Background: Although initial reports on posterior
cruciate ligament-retaining total knee arthroplasty in patients
with rheumatoid arthritis have been encouraging, a high rate of
late instability necessitating revision has been reported recently.
The purpose of the present prospective study was to analyze the
results of posterior cruciate ligament-retaining total knee arthroplasty
in patients with rheumatoid arthritis.
Methods: Seventy-two posterior cruciate
ligament-retaining total knee arthroplasties in fifty-one
patients with rheumatoid arthritis were studied prospectively. All
procedures were performed with the Miller-Galante I prosthesis.
Eighteen patients (twenty-four knees) died before the eight-year
follow-up and one patient (two knees) was lost to follow-up,
leaving forty-six knees (thirty-two patients) for review.
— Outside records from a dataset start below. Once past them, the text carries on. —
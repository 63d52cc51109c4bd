//! Core data models used throughout Stash.
//!
//! [`PendingCapture`] is owned by the local capture store. [`Discovery`] and
//! [`Note`] are remote records; the cache and queue only ever hold copies.

use std::collections::BTreeMap;
use std::fmt;
use std::str::FromStr;

use chrono::{DateTime, Utc};
use serde::{Deserialize, Serialize};

/// What a capture contains.
#[derive(Debug, Clone, Copy, PartialEq, Eq, Serialize, Deserialize)]
#[serde(rename_all = "snake_case")]
pub enum CaptureKind {
    Image,
    Voice,
}

impl CaptureKind {
    pub fn as_str(&self) -> &'static str {
        match self {
            CaptureKind::Image => "image",
            CaptureKind::Voice => "voice",
        }
    }
}

impl fmt::Display for CaptureKind {
    fn fmt(&self, f: &mut fmt::Formatter<'_>) -> fmt::Result {
        f.write_str(self.as_str())
    }
}

/// Sync state of a capture that has not reached the remote store yet.
///
/// There is no success state: a synced capture is deleted.
#[derive(Debug, Clone, Copy, PartialEq, Eq, Serialize, Deserialize)]
#[serde(rename_all = "snake_case")]
pub enum CaptureStatus {
    Pending,
    Processing,
    Failed,
}

impl CaptureStatus {
    pub fn as_str(&self) -> &'static str {
        match self {
            CaptureStatus::Pending => "pending",
            CaptureStatus::Processing => "processing",
            CaptureStatus::Failed => "failed",
        }
    }
}

impl fmt::Display for CaptureStatus {
    fn fmt(&self, f: &mut fmt::Formatter<'_>) -> fmt::Result {
        f.write_str(self.as_str())
    }
}

/// An image or voice capture awaiting sync.
#[derive(Debug, Clone, PartialEq)]
pub struct PendingCapture {
    pub id: String,
    pub kind: CaptureKind,
    pub payload: Vec<u8>,
    /// Discovery category chosen at capture time (images only).
    pub selected_category: Option<String>,
    pub created_at: DateTime<Utc>,
    pub status: CaptureStatus,
}

impl PendingCapture {
    /// Create a new `pending` capture with a fresh UUID and `created_at = now`.
    pub fn new(kind: CaptureKind, payload: Vec<u8>, selected_category: Option<String>) -> Self {
        Self {
            id: uuid::Uuid::new_v4().to_string(),
            kind,
            payload,
            selected_category,
            created_at: Utc::now(),
            status: CaptureStatus::Pending,
        }
    }
}

/// Category of a discovered subject.
#[derive(Debug, Clone, Copy, Default, PartialEq, Eq, Hash, Serialize, Deserialize)]
#[serde(rename_all = "snake_case")]
pub enum DiscoveryType {
    Series,
    ApiLibrary,
    AiTip,
    Gadget,
    #[default]
    Other,
}

impl DiscoveryType {
    pub const ALL: [DiscoveryType; 5] = [
        DiscoveryType::Series,
        DiscoveryType::ApiLibrary,
        DiscoveryType::AiTip,
        DiscoveryType::Gadget,
        DiscoveryType::Other,
    ];

    /// Wire name, as sent in the `type` form field.
    pub fn as_str(&self) -> &'static str {
        match self {
            DiscoveryType::Series => "series",
            DiscoveryType::ApiLibrary => "api_library",
            DiscoveryType::AiTip => "ai_tip",
            DiscoveryType::Gadget => "gadget",
            DiscoveryType::Other => "other",
        }
    }

    /// Short human label.
    pub fn label(&self) -> &'static str {
        match self {
            DiscoveryType::Series => "Series",
            DiscoveryType::ApiLibrary => "API",
            DiscoveryType::AiTip => "AI Tip",
            DiscoveryType::Gadget => "Gadget",
            DiscoveryType::Other => "Other",
        }
    }
}

impl fmt::Display for DiscoveryType {
    fn fmt(&self, f: &mut fmt::Formatter<'_>) -> fmt::Result {
        f.write_str(self.as_str())
    }
}

impl FromStr for DiscoveryType {
    type Err = String;

    fn from_str(s: &str) -> Result<Self, Self::Err> {
        DiscoveryType::ALL
            .into_iter()
            .find(|t| t.as_str() == s)
            .ok_or_else(|| {
                format!(
                    "unknown discovery type '{}'. Must be one of: series, api_library, ai_tip, gadget, other",
                    s
                )
            })
    }
}

/// An AI-enriched record naming a subject found in a capture.
#[derive(Debug, Clone, PartialEq, Serialize, Deserialize)]
pub struct Discovery {
    pub id: String,
    #[serde(rename = "type")]
    pub kind: DiscoveryType,
    pub name: String,
    #[serde(default)]
    pub description: Option<String>,
    #[serde(default)]
    pub link: Option<String>,
    #[serde(default)]
    pub metadata: Option<BTreeMap<String, Option<String>>>,
    #[serde(default)]
    pub image_url: Option<String>,
    pub created_at: DateTime<Utc>,
    #[serde(default)]
    pub archived_at: Option<DateTime<Utc>>,
}

/// A transcribed voice capture.
#[derive(Debug, Clone, PartialEq, Serialize, Deserialize)]
pub struct Note {
    pub id: String,
    pub transcription: String,
    pub created_at: DateTime<Utc>,
    #[serde(default)]
    pub archived_at: Option<DateTime<Utc>>,
}

/// Last successfully fetched copy of both lists.
#[derive(Debug, Clone, PartialEq)]
pub struct CachedListSnapshot {
    pub discoveries: Vec<Discovery>,
    pub notes: Vec<Note>,
    pub timestamp: DateTime<Utc>,
}

#[cfg(test)]
mod tests {
    use super::*;

    #[test]
    fn test_new_capture_is_pending_with_unique_id() {
        let a = PendingCapture::new(CaptureKind::Image, vec![1, 2], None);
        let b = PendingCapture::new(CaptureKind::Image, vec![1, 2], None);
        assert_eq!(a.status, CaptureStatus::Pending);
        assert_ne!(a.id, b.id);
    }

    #[test]
    fn test_discovery_type_parse() {
        assert_eq!(
            "api_library".parse::<DiscoveryType>().unwrap(),
            DiscoveryType::ApiLibrary
        );
        assert!("movie".parse::<DiscoveryType>().is_err());
        assert_eq!(DiscoveryType::default(), DiscoveryType::Other);
    }

    #[test]
    fn test_discovery_wire_format() {
        let json = r#"{
            "id": "d1",
            "type": "ai_tip",
            "name": "Prompt caching",
            "description": null,
            "link": "https://example.com",
            "metadata": {"author": "someone", "year": null},
            "image_url": null,
            "created_at": "2025-01-10T08:30:00.123456+00:00",
            "archived_at": null,
            "user_id": "ignored"
        }"#;
        let d: Discovery = serde_json::from_str(json).unwrap();
        assert_eq!(d.kind, DiscoveryType::AiTip);
        assert_eq!(d.link.as_deref(), Some("https://example.com"));
        let meta = d.metadata.unwrap();
        assert_eq!(meta.get("year"), Some(&None));
        assert!(d.archived_at.is_none());
    }

    #[test]
    fn test_note_optional_fields_default() {
        let n: Note = serde_json::from_str(
            r#"{"id":"n1","transcription":"hello","created_at":"2025-01-10T08:30:00Z"}"#,
        )
        .unwrap();
        assert_eq!(n.transcription, "hello");
        assert!(n.archived_at.is_none());
    }
}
These
forty-six knees were evaluated clinically (with particular attention
to posterior instability) and radiographically at annual intervals for
a mean of 10.5 years (range, eight to fourteen years).
Results: Forty-four (95%) of forty-six
knees had a good or excellent result at a mean of 10.5 years. However,
nine (13%) of the original seventy-two knees had revision
of the implant, with six of the revisions performed because of failure
of a metal-backed patellar component. The rate of survival
at ten years was 93% 4% with femoral or tibial
revision for any reason as the end point and 81% 5% with
any reoperation as the end point. There was no aseptic loosening
in any knee. Posterior instability was identified clinically and/or
radiographically in two (2.8%) of the original seventy-two
knees; both unstable knees were in the same patient.
Conclusion: Posterior cruciate ligament-retaining
total knee arthroplasty yielded satisfactory clinical and radiographic
results in patients with rheumatoid arthritis at intermediate-term
follow-up (mean, 10.5 years). Therefore, we believe that
it remains an excellent treatment option for these patients.